▸ EXERCISE INSTRUCTIONS
Copy every line in the records below that contains the word "data".

▸ EXTRACTED INFORMATION
========
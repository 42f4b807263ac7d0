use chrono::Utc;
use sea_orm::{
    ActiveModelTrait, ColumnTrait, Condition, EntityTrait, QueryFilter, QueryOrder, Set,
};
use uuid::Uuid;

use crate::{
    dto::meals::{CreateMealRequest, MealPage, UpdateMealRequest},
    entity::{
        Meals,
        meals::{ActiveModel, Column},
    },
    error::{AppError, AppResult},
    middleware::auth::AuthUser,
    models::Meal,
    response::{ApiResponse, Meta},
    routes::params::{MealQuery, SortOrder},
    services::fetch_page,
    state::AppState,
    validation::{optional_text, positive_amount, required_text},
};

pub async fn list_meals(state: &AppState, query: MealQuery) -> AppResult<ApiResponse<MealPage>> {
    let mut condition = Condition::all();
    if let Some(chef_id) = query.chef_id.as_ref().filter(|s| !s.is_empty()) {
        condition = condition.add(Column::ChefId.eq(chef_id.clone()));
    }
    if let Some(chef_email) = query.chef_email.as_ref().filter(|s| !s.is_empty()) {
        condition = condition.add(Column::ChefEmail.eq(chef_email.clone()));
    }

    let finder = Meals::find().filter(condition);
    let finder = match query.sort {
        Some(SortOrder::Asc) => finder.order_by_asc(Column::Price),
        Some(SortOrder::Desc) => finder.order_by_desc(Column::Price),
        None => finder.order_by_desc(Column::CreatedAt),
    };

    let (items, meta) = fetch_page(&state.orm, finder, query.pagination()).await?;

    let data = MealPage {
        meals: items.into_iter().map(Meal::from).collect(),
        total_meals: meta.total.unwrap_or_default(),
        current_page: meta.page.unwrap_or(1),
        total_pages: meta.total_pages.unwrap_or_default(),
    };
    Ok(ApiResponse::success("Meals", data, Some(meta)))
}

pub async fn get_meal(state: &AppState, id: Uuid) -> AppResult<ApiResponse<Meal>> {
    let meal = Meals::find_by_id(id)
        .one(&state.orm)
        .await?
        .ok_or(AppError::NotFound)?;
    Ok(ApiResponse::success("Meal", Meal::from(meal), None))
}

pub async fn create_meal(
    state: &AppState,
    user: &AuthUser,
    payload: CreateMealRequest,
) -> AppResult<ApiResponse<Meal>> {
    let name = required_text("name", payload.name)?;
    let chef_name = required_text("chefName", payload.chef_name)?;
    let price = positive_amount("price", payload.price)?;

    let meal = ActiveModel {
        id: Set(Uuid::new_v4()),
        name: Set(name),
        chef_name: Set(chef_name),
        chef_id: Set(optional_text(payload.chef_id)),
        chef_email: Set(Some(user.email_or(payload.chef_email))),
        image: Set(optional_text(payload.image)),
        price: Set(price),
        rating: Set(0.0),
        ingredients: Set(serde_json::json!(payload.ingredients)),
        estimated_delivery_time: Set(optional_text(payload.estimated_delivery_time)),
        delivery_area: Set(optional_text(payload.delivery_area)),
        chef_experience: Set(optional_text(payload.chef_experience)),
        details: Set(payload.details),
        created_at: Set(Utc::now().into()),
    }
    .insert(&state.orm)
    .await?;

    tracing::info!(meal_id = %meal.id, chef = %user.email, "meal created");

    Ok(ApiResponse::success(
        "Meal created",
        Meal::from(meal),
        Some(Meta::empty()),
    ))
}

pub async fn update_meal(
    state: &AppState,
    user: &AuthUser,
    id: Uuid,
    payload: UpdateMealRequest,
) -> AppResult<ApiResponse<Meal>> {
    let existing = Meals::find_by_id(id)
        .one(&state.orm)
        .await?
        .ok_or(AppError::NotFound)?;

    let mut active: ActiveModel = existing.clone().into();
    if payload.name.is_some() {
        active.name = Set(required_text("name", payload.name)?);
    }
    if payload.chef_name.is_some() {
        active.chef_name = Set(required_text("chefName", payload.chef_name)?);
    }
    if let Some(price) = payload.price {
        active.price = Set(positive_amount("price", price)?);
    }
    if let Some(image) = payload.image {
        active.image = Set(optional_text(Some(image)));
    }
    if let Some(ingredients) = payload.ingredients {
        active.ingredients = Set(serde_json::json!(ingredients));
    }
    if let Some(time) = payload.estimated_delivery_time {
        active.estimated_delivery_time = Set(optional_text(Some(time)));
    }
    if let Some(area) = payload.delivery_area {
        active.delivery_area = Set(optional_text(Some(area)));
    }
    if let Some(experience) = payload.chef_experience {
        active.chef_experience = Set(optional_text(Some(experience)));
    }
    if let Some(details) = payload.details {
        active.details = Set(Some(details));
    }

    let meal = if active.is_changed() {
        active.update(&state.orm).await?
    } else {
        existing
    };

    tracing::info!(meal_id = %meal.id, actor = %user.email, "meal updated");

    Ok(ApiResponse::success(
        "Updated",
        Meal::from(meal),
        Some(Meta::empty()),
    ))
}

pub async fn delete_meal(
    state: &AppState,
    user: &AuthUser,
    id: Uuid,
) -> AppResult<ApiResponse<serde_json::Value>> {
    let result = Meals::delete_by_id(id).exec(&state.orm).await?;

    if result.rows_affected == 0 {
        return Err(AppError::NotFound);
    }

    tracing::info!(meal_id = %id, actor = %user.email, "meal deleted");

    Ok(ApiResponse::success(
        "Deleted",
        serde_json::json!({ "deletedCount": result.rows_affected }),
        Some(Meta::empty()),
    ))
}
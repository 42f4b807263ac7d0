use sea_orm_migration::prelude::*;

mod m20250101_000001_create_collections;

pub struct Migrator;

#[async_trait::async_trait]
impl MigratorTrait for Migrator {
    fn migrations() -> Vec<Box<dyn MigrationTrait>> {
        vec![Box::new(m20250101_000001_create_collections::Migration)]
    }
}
========
▸ RESPONSE TO THE EXERCISE
    let data = MealPage {
    Ok(ApiResponse::success("Meals", data, Some(meta)))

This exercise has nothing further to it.